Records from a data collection
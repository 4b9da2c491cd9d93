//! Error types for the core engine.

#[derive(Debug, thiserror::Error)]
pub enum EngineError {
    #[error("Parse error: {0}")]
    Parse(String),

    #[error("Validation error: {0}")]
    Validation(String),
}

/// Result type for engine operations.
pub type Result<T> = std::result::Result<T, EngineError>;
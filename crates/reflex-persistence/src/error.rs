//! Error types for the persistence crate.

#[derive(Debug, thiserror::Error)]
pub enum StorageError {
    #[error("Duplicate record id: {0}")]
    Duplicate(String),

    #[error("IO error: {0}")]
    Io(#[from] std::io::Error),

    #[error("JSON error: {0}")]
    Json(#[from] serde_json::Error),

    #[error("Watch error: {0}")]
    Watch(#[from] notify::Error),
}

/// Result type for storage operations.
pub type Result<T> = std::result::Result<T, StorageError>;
==
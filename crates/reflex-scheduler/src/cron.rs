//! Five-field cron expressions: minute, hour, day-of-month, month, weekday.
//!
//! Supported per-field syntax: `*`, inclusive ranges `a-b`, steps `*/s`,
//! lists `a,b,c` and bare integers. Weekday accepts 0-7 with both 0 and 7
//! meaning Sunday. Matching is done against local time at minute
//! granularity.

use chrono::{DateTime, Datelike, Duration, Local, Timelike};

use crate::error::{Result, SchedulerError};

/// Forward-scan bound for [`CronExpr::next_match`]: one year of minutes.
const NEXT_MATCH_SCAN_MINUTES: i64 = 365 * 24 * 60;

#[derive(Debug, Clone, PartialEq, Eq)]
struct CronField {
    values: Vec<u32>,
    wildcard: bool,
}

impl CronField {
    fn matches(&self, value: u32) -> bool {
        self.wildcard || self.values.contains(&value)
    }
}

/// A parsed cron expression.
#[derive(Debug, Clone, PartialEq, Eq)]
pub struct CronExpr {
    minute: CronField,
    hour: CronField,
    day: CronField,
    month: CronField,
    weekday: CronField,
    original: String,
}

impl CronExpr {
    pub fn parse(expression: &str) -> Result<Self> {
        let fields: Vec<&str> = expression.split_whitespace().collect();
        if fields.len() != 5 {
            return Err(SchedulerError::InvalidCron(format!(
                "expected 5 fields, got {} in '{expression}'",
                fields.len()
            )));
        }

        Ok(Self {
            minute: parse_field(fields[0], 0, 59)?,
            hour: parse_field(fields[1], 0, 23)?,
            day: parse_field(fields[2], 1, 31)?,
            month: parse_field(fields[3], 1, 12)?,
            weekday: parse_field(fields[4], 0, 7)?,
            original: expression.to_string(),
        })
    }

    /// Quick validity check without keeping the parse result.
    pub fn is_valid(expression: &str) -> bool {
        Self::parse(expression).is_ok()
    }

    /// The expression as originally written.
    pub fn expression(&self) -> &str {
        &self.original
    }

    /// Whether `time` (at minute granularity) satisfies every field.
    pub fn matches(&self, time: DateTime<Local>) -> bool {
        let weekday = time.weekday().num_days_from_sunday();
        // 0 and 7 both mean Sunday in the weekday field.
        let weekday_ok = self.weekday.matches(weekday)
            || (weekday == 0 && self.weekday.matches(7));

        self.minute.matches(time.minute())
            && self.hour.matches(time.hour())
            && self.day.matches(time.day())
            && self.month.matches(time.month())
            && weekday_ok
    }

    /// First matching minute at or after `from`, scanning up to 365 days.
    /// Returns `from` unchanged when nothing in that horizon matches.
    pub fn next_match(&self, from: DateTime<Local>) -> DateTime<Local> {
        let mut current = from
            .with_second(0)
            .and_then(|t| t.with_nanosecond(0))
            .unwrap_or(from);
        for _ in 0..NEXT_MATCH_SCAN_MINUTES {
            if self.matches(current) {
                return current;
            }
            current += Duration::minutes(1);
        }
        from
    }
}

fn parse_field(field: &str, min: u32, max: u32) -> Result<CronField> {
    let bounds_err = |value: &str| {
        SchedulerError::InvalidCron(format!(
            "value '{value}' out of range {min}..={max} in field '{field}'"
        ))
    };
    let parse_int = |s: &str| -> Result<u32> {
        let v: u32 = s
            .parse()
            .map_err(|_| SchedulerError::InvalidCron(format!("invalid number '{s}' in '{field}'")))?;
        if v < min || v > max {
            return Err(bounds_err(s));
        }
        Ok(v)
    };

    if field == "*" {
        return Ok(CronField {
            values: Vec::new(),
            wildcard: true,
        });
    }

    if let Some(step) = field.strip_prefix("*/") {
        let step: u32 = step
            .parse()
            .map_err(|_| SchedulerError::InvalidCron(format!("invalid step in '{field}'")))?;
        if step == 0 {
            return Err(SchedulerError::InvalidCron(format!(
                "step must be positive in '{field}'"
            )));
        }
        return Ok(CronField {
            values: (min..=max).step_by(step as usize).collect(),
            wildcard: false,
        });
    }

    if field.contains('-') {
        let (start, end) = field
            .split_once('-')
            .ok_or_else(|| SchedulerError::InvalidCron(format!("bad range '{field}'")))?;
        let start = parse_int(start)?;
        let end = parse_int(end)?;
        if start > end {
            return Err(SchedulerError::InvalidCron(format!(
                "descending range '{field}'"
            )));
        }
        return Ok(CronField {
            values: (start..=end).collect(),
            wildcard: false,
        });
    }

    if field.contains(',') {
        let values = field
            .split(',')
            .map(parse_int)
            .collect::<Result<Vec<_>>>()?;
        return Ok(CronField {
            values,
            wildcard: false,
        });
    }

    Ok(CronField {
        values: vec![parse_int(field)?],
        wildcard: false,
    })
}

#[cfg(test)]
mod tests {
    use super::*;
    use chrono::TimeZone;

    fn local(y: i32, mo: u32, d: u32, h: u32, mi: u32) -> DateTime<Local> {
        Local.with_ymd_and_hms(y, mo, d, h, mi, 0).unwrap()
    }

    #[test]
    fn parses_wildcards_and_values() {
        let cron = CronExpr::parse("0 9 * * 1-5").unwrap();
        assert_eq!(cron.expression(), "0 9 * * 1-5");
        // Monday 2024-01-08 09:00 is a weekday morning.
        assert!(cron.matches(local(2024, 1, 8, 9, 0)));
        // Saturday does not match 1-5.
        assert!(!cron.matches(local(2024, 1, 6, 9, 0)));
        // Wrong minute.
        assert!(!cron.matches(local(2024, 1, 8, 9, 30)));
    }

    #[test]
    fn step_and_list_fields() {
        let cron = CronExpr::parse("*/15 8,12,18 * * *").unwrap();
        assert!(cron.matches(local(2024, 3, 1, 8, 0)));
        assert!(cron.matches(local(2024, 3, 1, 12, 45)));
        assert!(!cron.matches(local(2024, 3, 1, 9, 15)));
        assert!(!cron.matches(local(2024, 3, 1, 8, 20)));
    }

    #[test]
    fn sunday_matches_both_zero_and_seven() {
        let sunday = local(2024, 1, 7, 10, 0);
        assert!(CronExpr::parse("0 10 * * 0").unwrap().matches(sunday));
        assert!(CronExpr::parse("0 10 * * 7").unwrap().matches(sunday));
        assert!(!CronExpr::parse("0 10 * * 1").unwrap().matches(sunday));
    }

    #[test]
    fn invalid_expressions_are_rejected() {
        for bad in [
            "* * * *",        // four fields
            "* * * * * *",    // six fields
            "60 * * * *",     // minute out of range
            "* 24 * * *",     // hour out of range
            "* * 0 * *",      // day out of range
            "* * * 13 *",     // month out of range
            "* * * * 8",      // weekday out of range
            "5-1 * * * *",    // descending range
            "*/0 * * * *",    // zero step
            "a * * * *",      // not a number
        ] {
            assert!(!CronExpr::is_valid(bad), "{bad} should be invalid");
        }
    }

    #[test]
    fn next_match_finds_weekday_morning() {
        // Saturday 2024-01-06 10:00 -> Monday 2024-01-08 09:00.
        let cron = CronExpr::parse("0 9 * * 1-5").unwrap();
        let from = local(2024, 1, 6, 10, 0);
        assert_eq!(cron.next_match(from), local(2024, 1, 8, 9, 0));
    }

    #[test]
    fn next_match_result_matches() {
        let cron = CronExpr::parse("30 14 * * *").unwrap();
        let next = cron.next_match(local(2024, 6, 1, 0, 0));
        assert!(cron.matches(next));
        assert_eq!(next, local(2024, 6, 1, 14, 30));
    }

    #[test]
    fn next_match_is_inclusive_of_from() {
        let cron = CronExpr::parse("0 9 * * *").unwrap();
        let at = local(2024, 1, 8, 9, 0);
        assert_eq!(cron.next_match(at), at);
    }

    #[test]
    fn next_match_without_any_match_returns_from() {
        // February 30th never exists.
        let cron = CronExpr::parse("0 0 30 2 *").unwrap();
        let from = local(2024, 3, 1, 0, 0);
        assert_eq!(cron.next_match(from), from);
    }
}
---
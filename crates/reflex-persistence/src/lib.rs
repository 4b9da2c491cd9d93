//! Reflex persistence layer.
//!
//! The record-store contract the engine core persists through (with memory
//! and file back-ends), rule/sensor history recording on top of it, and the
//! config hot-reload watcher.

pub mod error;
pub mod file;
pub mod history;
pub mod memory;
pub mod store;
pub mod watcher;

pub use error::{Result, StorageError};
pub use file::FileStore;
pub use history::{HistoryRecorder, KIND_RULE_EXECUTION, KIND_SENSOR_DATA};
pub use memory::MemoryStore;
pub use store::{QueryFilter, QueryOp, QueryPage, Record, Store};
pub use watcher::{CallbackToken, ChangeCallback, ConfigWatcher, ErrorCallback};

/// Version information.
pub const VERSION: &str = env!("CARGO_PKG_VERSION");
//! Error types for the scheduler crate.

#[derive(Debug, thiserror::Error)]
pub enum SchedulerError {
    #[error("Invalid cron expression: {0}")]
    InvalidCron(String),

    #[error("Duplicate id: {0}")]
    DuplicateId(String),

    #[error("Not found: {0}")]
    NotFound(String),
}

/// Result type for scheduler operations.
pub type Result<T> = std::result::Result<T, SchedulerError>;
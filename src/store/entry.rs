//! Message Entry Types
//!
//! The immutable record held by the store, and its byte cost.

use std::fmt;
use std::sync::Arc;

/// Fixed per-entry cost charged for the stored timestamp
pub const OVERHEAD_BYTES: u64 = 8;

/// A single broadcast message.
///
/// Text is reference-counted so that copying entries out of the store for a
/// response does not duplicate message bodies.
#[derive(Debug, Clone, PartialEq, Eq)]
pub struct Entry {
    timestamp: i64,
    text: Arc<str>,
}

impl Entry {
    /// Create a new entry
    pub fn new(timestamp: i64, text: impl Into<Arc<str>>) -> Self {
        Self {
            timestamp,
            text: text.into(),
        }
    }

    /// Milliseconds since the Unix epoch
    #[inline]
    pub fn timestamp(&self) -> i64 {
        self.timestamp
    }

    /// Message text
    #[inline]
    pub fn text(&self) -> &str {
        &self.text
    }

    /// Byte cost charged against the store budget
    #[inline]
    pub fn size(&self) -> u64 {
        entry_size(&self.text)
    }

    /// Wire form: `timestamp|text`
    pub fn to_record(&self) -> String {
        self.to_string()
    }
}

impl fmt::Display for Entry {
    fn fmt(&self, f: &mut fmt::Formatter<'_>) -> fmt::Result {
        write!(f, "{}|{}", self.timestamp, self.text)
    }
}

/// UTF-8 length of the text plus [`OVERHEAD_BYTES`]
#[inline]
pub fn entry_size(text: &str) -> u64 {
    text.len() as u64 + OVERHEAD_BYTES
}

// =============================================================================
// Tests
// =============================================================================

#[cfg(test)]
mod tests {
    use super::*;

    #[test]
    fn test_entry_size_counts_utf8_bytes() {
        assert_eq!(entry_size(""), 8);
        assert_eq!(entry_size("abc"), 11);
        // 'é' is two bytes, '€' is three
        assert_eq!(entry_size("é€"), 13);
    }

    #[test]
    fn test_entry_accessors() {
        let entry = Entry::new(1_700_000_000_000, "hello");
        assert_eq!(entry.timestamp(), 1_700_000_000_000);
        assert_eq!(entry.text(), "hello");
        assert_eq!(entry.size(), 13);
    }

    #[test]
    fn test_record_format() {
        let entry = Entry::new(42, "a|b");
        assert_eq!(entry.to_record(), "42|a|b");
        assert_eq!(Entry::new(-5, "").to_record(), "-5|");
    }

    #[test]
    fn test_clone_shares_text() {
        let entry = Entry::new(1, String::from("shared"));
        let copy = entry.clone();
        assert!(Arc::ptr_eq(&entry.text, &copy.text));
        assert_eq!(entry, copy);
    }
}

→ Work item
Show a copy of each line from the records above in which the string "struct" occurs.

→ Result of this task
struct CronField {
pub struct CronExpr {
pub struct Entry {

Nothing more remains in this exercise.